» EXERCISE OBJECTIVE: The word "CategoryCache" appears in some lines of the records below; state how many lines, and nothing else.

-*-*-

#[cfg(test)]
mod tests {
    use super::*;
    use crate::cache::clock::ManualClock;
    use chrono::TimeZone;
    use rust_xlsxwriter::Workbook;
    use std::sync::atomic::{AtomicBool, AtomicUsize};

    const HEADER: [&str; 4] = [
        "Grupa maladiilor pentru compensare",
        "Denumirea comercială (DC)",
        "Suma fixă compensată per unitate de măsură inclusiv TVA",
        "Data înregistrării",
    ];

    fn workbook() -> Vec<u8> {
        let mut workbook = Workbook::new();
        for (sheet, names) in [
            vec!["Metformin", "Insulina"],
            vec!["Salbutamol"],
            vec!["Paxlovid", "Molnupiravir", "Remdesivir"],
        ]
        .into_iter()
        .enumerate()
        {
            let worksheet = workbook.add_worksheet();
            for (col, label) in HEADER.iter().enumerate() {
                worksheet.write_string(0, col as u16, *label).unwrap();
            }
            for (i, name) in names.iter().enumerate() {
                let row = i as u32 + 1;
                worksheet.write_string(row, 0, format!("Grupa {}", sheet)).unwrap();
                worksheet.write_string(row, 1, *name).unwrap();
                worksheet.write_number(row, 2, 1.5 + i as f64).unwrap();
                worksheet.write_string(row, 3, "01.02.2023").unwrap();
            }
        }
        workbook.save_to_buffer().unwrap()
    }

    #[derive(Debug)]
    struct FakeSource {
        html: String,
        document: Vec<u8>,
        fail_landing: AtomicBool,
        landing_fetches: AtomicUsize,
        document_fetches: AtomicUsize,
    }

    impl FakeSource {
        fn new() -> Self {
            Self {
                html: r#"<ul><li><a href="/files/list.xlsx">Lista Denumirilor Comerciale compensate (15.03.2024)</a></li></ul>"#
                    .to_string(),
                document: workbook(),
                fail_landing: AtomicBool::new(false),
                landing_fetches: AtomicUsize::new(0),
                document_fetches: AtomicUsize::new(0),
            }
        }

        fn landing_fetches(&self) -> usize {
            self.landing_fetches.load(Ordering::SeqCst)
        }

        fn document_fetches(&self) -> usize {
            self.document_fetches.load(Ordering::SeqCst)
        }
    }

    #[async_trait::async_trait]
    impl SourceFetcher for FakeSource {
        async fn fetch_landing_page(&self) -> IngestResult<String> {
            self.landing_fetches.fetch_add(1, Ordering::SeqCst);
            tokio::task::yield_now().await;
            if self.fail_landing.load(Ordering::SeqCst) {
                return Err(IngestError::fetch("http://www.cnam.md/index.php?page=295", "HTTP status 503"));
            }
            Ok(self.html.clone())
        }

        async fn fetch_document(&self, path: &str) -> IngestResult<Vec<u8>> {
            assert_eq!(path, "/files/list.xlsx");
            self.document_fetches.fetch_add(1, Ordering::SeqCst);
            tokio::task::yield_now().await;
            Ok(self.document.clone())
        }
    }

    fn setup(config: &Config) -> (Arc<FakeSource>, Arc<ManualClock>, CategoryCache) {
        let source = Arc::new(FakeSource::new());
        let clock = Arc::new(ManualClock::new(Utc.with_ymd_and_hms(2024, 3, 20, 10, 0, 0).unwrap()));
        let cache = CategoryCache::with_clock(source.clone(), config, clock.clone());
        (source, clock, cache)
    }

    #[tokio::test]
    async fn test_immediate_second_call_is_served_from_cache() {
        let (source, _, cache) = setup(&Config::default());

        let first = cache.get_records(Category::FullyCompensated).await.unwrap();
        let second = cache.get_records(Category::FullyCompensated).await.unwrap();

        assert!(Arc::ptr_eq(&first, &second));
        assert_eq!(first.len(), 2);
        assert_eq!(first[0].commercial_name.as_deref(), Some("Metformin"));
        assert_eq!(source.document_fetches(), 1);
        assert_eq!(cache.stats(), CacheStats { hits: 1, refreshes: 1, failures: 0 });
    }

    #[tokio::test]
    async fn test_categories_read_their_own_sheet() {
        let (source, _, cache) = setup(&Config::default());

        let partial = cache.get_records(Category::PartiallyCompensated).await.unwrap();
        let pandemic = cache.get_records(Category::Pandemic).await.unwrap();

        assert_eq!(partial.len(), 1);
        assert_eq!(partial[0].commercial_name.as_deref(), Some("Salbutamol"));
        assert_eq!(pandemic.len(), 3);
        assert_eq!(pandemic[2].disease_group.as_deref(), Some("Grupa 2"));
        // Both refreshes resolved the landing page but shared one download
        assert_eq!(source.landing_fetches(), 2);
        assert_eq!(source.document_fetches(), 1);
    }

    #[tokio::test]
    async fn test_ttl_boundary_for_fully_compensated() {
        let (source, clock, cache) = setup(&Config::default());

        cache.get_records(Category::FullyCompensated).await.unwrap();
        assert_eq!(source.landing_fetches(), 1);

        clock.advance(chrono::Duration::hours(5) + chrono::Duration::minutes(59));
        cache.get_records(Category::FullyCompensated).await.unwrap();
        assert_eq!(source.landing_fetches(), 1);

        clock.advance(chrono::Duration::minutes(2));
        cache.get_records(Category::FullyCompensated).await.unwrap();
        assert_eq!(source.landing_fetches(), 2);
        assert_eq!(cache.stats().refreshes, 2);
    }

    #[tokio::test]
    async fn test_partial_list_outlives_full_list() {
        let (source, clock, cache) = setup(&Config::default());

        cache.get_records(Category::FullyCompensated).await.unwrap();
        cache.get_records(Category::PartiallyCompensated).await.unwrap();
        clock.advance(chrono::Duration::hours(7));

        cache.get_records(Category::PartiallyCompensated).await.unwrap();
        assert_eq!(source.landing_fetches(), 2);
        cache.get_records(Category::FullyCompensated).await.unwrap();
        assert_eq!(source.landing_fetches(), 3);
    }

    #[tokio::test]
    async fn test_concurrent_callers_trigger_one_refresh() {
        let (source, _, cache) = setup(&Config::default());

        let (a, b, c) = tokio::join!(
            cache.get_records(Category::Pandemic),
            cache.get_records(Category::Pandemic),
            cache.get_records(Category::Pandemic),
        );

        let a = a.unwrap();
        assert!(Arc::ptr_eq(&a, &b.unwrap()));
        assert!(Arc::ptr_eq(&a, &c.unwrap()));
        assert_eq!(source.landing_fetches(), 1);
        assert_eq!(source.document_fetches(), 1);
    }

    #[tokio::test]
    async fn test_concurrent_callers_share_a_failure() {
        let (source, _, cache) = setup(&Config::default());
        source.fail_landing.store(true, Ordering::SeqCst);

        let (a, b) = tokio::join!(
            cache.get_records(Category::FullyCompensated),
            cache.get_records(Category::FullyCompensated),
        );

        assert!(matches!(a, Err(IngestError::FetchFailed { .. })));
        assert_eq!(a.unwrap_err(), b.unwrap_err());
        assert_eq!(source.landing_fetches(), 1);
        assert!(cache.snapshot(Category::FullyCompensated).is_none());
    }

    #[tokio::test]
    async fn test_failed_refresh_keeps_previous_entry() {
        let (source, clock, cache) = setup(&Config::default());

        let records = cache.get_records(Category::FullyCompensated).await.unwrap();
        clock.advance(chrono::Duration::hours(7));
        source.fail_landing.store(true, Ordering::SeqCst);

        let err = cache.get_records(Category::FullyCompensated).await.unwrap_err();
        assert!(matches!(err, IngestError::FetchFailed { .. }));

        let entry = cache.snapshot(Category::FullyCompensated).unwrap();
        assert!(Arc::ptr_eq(&entry.records, &records));
        assert_eq!(cache.stats().failures, 1);

        // A later caller retries rather than replaying the old failure
        source.fail_landing.store(false, Ordering::SeqCst);
        let fresh = cache.get_records(Category::FullyCompensated).await.unwrap();
        assert!(!Arc::ptr_eq(&fresh, &records));
    }

    #[tokio::test]
    async fn test_unconfigured_category_is_unknown() {
        let mut config = Config::default();
        config.categories.remove("pandemic");
        let (source, _, cache) = setup(&config);

        let err = cache.get_records(Category::Pandemic).await.unwrap_err();
        assert_eq!(err, IngestError::UnknownCategory("pandemic".to_string()));
        assert_eq!(source.landing_fetches(), 0);
        assert_eq!(cache.categories().count(), 2);
    }

    #[tokio::test]
    async fn test_missing_sheet_is_malformed() {
        let mut config = Config::default();
        config.categories.insert(
            "pandemic".to_string(),
            CategorySettings { sheet: 9, ttl_secs: 60 },
        );
        let (_, _, cache) = setup(&config);

        let err = cache.get_records(Category::Pandemic).await.unwrap_err();
        assert!(matches!(err, IngestError::MalformedDocument(ref msg) if msg.contains("sheet 9")));
    }

    #[tokio::test]
    async fn test_snapshot_and_invalidate() {
        let (source, _, cache) = setup(&Config::default());
        assert!(cache.snapshot(Category::FullyCompensated).is_none());

        cache.get_records(Category::FullyCompensated).await.unwrap();
        let entry = cache.snapshot(Category::FullyCompensated).unwrap();
        assert_eq!(entry.source.path, "/files/list.xlsx");
        assert_eq!(entry.source.publish_date, chrono::NaiveDate::from_ymd_opt(2024, 3, 15).unwrap());
        assert_eq!(entry.expires_at(), entry.inserted_at + chrono::Duration::hours(6));

        assert!(cache.invalidate(Category::FullyCompensated));
        assert!(!cache.invalidate(Category::FullyCompensated));
        cache.get_records(Category::FullyCompensated).await.unwrap();
        assert_eq!(source.landing_fetches(), 2);
        // The workbook itself is still within its retention window
        assert_eq!(source.document_fetches(), 1);
    }

    #[tokio::test]
    async fn test_future_dated_link_fails_refresh() {
        let (_, clock, cache) = setup(&Config::default());
        clock.set(Utc.with_ymd_and_hms(2024, 3, 10, 10, 0, 0).unwrap());

        let err = cache.get_records(Category::FullyCompensated).await.unwrap_err();
        assert!(matches!(err, IngestError::LinkNotFound(ref msg) if msg.contains("future-dated")));
    }
}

-*-*-

» TASK RESULT: 2